Schierholtz finished his Giants tenure with a .270 batting average, 23 homers and 119 RBIs in 503 games after he reached the Majors in 2007. This year, he compiled a .257 average with five homers and 17 RBIs in 77 games. His final act as a Giant was lining a run-scoring single in Monday night's 10th inning as the Giants lost to the Mets, 8-7. He also recorded the Giants' only multiple-homer efforts of the season, April 11 at Colorado and July 22 at Philadelphia.
A second-round selection in the 2003 First-Year Player Draft, Schierholtz rooted for the Giants growing up across the bay from San Francisco.

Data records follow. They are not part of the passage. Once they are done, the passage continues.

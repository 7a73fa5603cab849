//! The tracking scheduler: an owned background task that drives the
//! reconciliation job on a fixed interval and exposes an on-demand
//! trigger sharing the same run-in-progress flag, so at most one run is
//! ever in flight. `start()`/`stop()` give the task an explicit
//! lifecycle instead of a free-running global timer.

use std::sync::atomic::{AtomicBool, Ordering};
use std::sync::{Arc, Mutex, PoisonError, RwLock};
use std::time::Duration;

use tokio::sync::broadcast;
use tracing::{debug, info, warn};

use shiptrack_core::reconcile::{Reconciler, RunSummary};
use shiptrack_core::{Result, TrackError};

/// Completed runs kept for the health surface's recent activity.
const RUN_HISTORY_LIMIT: usize = 50;

// ---------------------------------------------------------------------------
// TrackerStatus
// ---------------------------------------------------------------------------

#[derive(Debug, Clone)]
pub struct TrackerStatus {
    /// The interval ticker is alive.
    pub scheduler_active: bool,
    /// A run (scheduled or on-demand) is executing right now.
    pub in_progress: bool,
    pub interval_minutes: u64,
    pub last_run: Option<RunSummary>,
}

// ---------------------------------------------------------------------------
// RunGuard
// ---------------------------------------------------------------------------

/// RAII hold on the run-in-progress flag; released on drop even when a
/// run errors out.
struct RunGuard<'a>(&'a AtomicBool);

impl<'a> RunGuard<'a> {
    fn acquire(flag: &'a AtomicBool) -> Option<Self> {
        flag.compare_exchange(false, true, Ordering::AcqRel, Ordering::Acquire)
            .is_ok()
            .then_some(Self(flag))
    }
}

impl Drop for RunGuard<'_> {
    fn drop(&mut self) {
        self.0.store(false, Ordering::Release);
    }
}

// ---------------------------------------------------------------------------
// Tracker
// ---------------------------------------------------------------------------

pub struct Tracker {
    inner: Arc<Inner>,
    ticker: Mutex<Option<tokio::task::JoinHandle<()>>>,
}

struct Inner {
    reconciler: Reconciler,
    interval_minutes: u64,
    run_in_progress: AtomicBool,
    last_run: RwLock<Option<RunSummary>>,
    history: Mutex<Vec<RunSummary>>,
    events: broadcast::Sender<RunSummary>,
}

impl Inner {
    /// Attempt one run. Fails fast with `JobAlreadyRunning` when the
    /// flag is held — the shared guard for both trigger paths.
    fn try_run(&self) -> Result<RunSummary> {
        let _guard =
            RunGuard::acquire(&self.run_in_progress).ok_or(TrackError::JobAlreadyRunning)?;
        let summary = self.reconciler.run_once()?;

        *self
            .last_run
            .write()
            .unwrap_or_else(PoisonError::into_inner) = Some(summary.clone());
        {
            let mut history = self.history.lock().unwrap_or_else(PoisonError::into_inner);
            history.insert(0, summary.clone());
            history.truncate(RUN_HISTORY_LIMIT);
        }
        let _ = self.events.send(summary.clone());
        Ok(summary)
    }
}

impl Tracker {
    pub fn new(reconciler: Reconciler, interval_minutes: u64) -> Self {
        let (events, _) = broadcast::channel(64);
        Self {
            inner: Arc::new(Inner {
                reconciler,
                interval_minutes,
                run_in_progress: AtomicBool::new(false),
                last_run: RwLock::new(None),
                history: Mutex::new(Vec::new()),
                events,
            }),
            ticker: Mutex::new(None),
        }
    }

    /// Spawn the interval ticker. One run is attempted per tick; when a
    /// prior run is still executing the tick is skipped rather than
    /// queued. Idempotent while a ticker is alive.
    pub fn start(&self) {
        let mut ticker = self.ticker.lock().unwrap_or_else(PoisonError::into_inner);
        if ticker.as_ref().is_some_and(|h| !h.is_finished()) {
            return;
        }

        let inner = self.inner.clone();
        let period = Duration::from_secs(self.inner.interval_minutes * 60);
        let handle = tokio::spawn(async move {
            let mut interval = tokio::time::interval(period);
            interval.set_missed_tick_behavior(tokio::time::MissedTickBehavior::Skip);
            // The first tick completes immediately; consume it so the
            // first run happens one full interval after startup.
            interval.tick().await;
            loop {
                interval.tick().await;
                let inner = inner.clone();
                match tokio::task::spawn_blocking(move || inner.try_run()).await {
                    Ok(Ok(summary)) => {
                        debug!(
                            checked = summary.checked,
                            updated = summary.updated,
                            "scheduled tracking run finished"
                        );
                    }
                    Ok(Err(TrackError::JobAlreadyRunning)) => {
                        debug!("previous tracking run still in progress, skipping tick");
                    }
                    Ok(Err(e)) => {
                        warn!(error = %e, "scheduled tracking run failed");
                    }
                    Err(e) => {
                        warn!(error = %e, "tracking run task panicked");
                    }
                }
            }
        });
        *ticker = Some(handle);
        info!(
            interval_minutes = self.inner.interval_minutes,
            "tracking scheduler started"
        );
    }

    /// Stop the interval ticker. An in-flight run completes on its
    /// blocking thread; only future ticks are cancelled.
    pub fn stop(&self) {
        let handle = self
            .ticker
            .lock()
            .unwrap_or_else(PoisonError::into_inner)
            .take();
        if let Some(handle) = handle {
            handle.abort();
            info!("tracking scheduler stopped");
        }
    }

    /// On-demand run. Blocking; call from `spawn_blocking` in async
    /// contexts. Fails fast with `JobAlreadyRunning` instead of queuing.
    pub fn trigger(&self) -> Result<RunSummary> {
        self.inner.try_run()
    }

    pub fn status(&self) -> TrackerStatus {
        let scheduler_active = self
            .ticker
            .lock()
            .unwrap_or_else(PoisonError::into_inner)
            .as_ref()
            .is_some_and(|h| !h.is_finished());
        TrackerStatus {
            scheduler_active,
            in_progress: self.inner.run_in_progress.load(Ordering::Acquire),
            interval_minutes: self.inner.interval_minutes,
            last_run: self
                .inner
                .last_run
                .read()
                .unwrap_or_else(PoisonError::into_inner)
                .clone(),
        }
    }

    /// Completed run summaries, newest first.
    pub fn recent(&self) -> Vec<RunSummary> {
        self.inner
            .history
            .lock()
            .unwrap_or_else(PoisonError::into_inner)
            .clone()
    }

    /// Subscribe to completed-run broadcasts (SSE surface).
    pub fn subscribe(&self) -> broadcast::Receiver<RunSummary> {
        self.inner.events.subscribe()
    }
}

// ---------------------------------------------------------------------------
// Tests
// ---------------------------------------------------------------------------

#[cfg(test)]
mod tests {
    use super::*;
    use shiptrack_core::config::Config;
    use shiptrack_core::order::Order;
    use shiptrack_core::store::OrderStore;
    use shiptrack_core::types::OrderStatus;
    use tempfile::TempDir;

    fn tracker_with_store(dir: &TempDir, base_url: &str) -> (Arc<OrderStore>, Arc<Tracker>) {
        let store = Arc::new(OrderStore::open(&dir.path().join("orders.redb")).unwrap());
        let mut config = Config::new();
        config.carrier.base_url = base_url.to_string();
        config.tracking.call_timeout_ms = 2_000;
        let reconciler = Reconciler::new(store.clone(), &config);
        (store, Arc::new(Tracker::new(reconciler, 30)))
    }

    fn dispatched(store: &OrderStore, number: &str, reference: &str) -> Order {
        let order = Order::new(number, "Test Customer", 100_000);
        store.insert(&order).unwrap();
        store.attach_tracking(order.id, reference).unwrap()
    }

    #[test]
    fn trigger_runs_and_records_summary() {
        let dir = TempDir::new().unwrap();
        let mut server = mockito::Server::new();
        let (store, tracker) = tracker_with_store(&dir, &server.url());
        let order = dispatched(&store, "AUR-1001", "SR123456789");
        server
            .mock("GET", "/shipments/SR123456789/track")
            .with_status(200)
            .with_header("content-type", "application/json")
            .with_body(r#"{"current_status": "DELIVERED"}"#)
            .create();

        let summary = tracker.trigger().unwrap();
        assert_eq!(summary.updated, 1);
        assert_eq!(store.get(order.id).unwrap().status, OrderStatus::Delivered);

        let status = tracker.status();
        assert!(!status.in_progress);
        assert!(!status.scheduler_active);
        assert_eq!(status.last_run, Some(summary.clone()));
        assert_eq!(tracker.recent(), vec![summary]);
    }

    #[test]
    fn concurrent_trigger_fails_fast() {
        use std::io::Write as _;

        let dir = TempDir::new().unwrap();
        let mut server = mockito::Server::new();
        let (store, tracker) = tracker_with_store(&dir, &server.url());
        dispatched(&store, "AUR-1001", "SR123456789");
        // Slow carrier keeps the first run in flight while the second
        // trigger arrives.
        server
            .mock("GET", "/shipments/SR123456789/track")
            .with_status(200)
            .with_header("content-type", "application/json")
            .with_chunked_body(|w| {
                std::thread::sleep(Duration::from_millis(400));
                w.write_all(b"{\"current_status\": \"IN_TRANSIT\"}")
            })
            .create();

        let first = {
            let tracker = tracker.clone();
            std::thread::spawn(move || tracker.trigger())
        };
        std::thread::sleep(Duration::from_millis(100));

        let second = tracker.trigger();
        assert!(matches!(second, Err(TrackError::JobAlreadyRunning)));
        assert!(tracker.status().in_progress);

        // Only the first run's updates land.
        let first = first.join().unwrap().unwrap();
        assert_eq!(first.updated, 1);
        assert_eq!(tracker.recent().len(), 1);
    }

    #[test]
    fn guard_released_after_each_run() {
        let dir = TempDir::new().unwrap();
        let server = mockito::Server::new();
        let (_store, tracker) = tracker_with_store(&dir, &server.url());

        // Empty store: runs check nothing but the flag cycles cleanly.
        tracker.trigger().unwrap();
        tracker.trigger().unwrap();
        assert!(!tracker.status().in_progress);
        assert_eq!(tracker.recent().len(), 2);
    }

    #[tokio::test]
    async fn start_and_stop_lifecycle() {
        let dir = TempDir::new().unwrap();
        let server = mockito::Server::new_async().await;
        let (_store, tracker) = tracker_with_store(&dir, &server.url());

        assert!(!tracker.status().scheduler_active);
        tracker.start();
        assert!(tracker.status().scheduler_active);
        // Idempotent while running.
        tracker.start();
        assert!(tracker.status().scheduler_active);

        tracker.stop();
        // Abort is asynchronous; the handle is gone either way.
        assert!(tracker.ticker.lock().unwrap().is_none());
    }
}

"It's an emotional day for me," Schierholtz said. "I'm going to miss San Francisco. I'm going to miss being a Giant, all my teammates and the fans and all the great memories here that we had, especially winning the World Series in 2010. It's tough leaving, but I'm definitely looking forward to my opportunity in Philadelphia."
Joseph, 21, has shown considerable power potential since the Giants drafted him in the second round in 2009 from Horizon High School in Scottsdale, Ariz. But the Giants reluctantly deemed him expendable, due mainly to the organization's perceived catching depth. Not only do they have Posey and promising switch-hitter Hector Sanchez in San Francisco, but they also have Andrew Susac, last year's second-round draftee, at high-Class A San Jose.
"We have a luxury that a lot of organizations don't," Sabean said.
Joseph amassed 16 homers and 68 RBIs while batting .236 with lower-Class A Augusta in 2010, and followed that by hitting .270 with 22 homers and 95 RBIs last year with San Jose. This year at Double-A Richmond, Joseph endured concussion symptoms after being hit by a batter's backswing and was sidelined for almost two weeks before returning to the Flying Squirrels' lineup in late May. He hit .260 with eight homers and 38 RBIs in 80 games for the Flying Squirrels and excelled in the Sirius XM All-Star Futures Game earlier this month. He lined a tiebreaking RBI double and drew a walk in two plate appearances for the U.S. squad, besides demonstrating his improved defensive prowess by throwing out a baserunner who tried to advance on a pitch in the dirt.
Rosin, a non-roster invitee to Spring Training this year, went 2-1 with a 4.31 ERA and 10 saves in 34 games, including five starts, for San Jose this season. The 23-year-old was San Francisco's fourth-round pick in the 2010 Draft.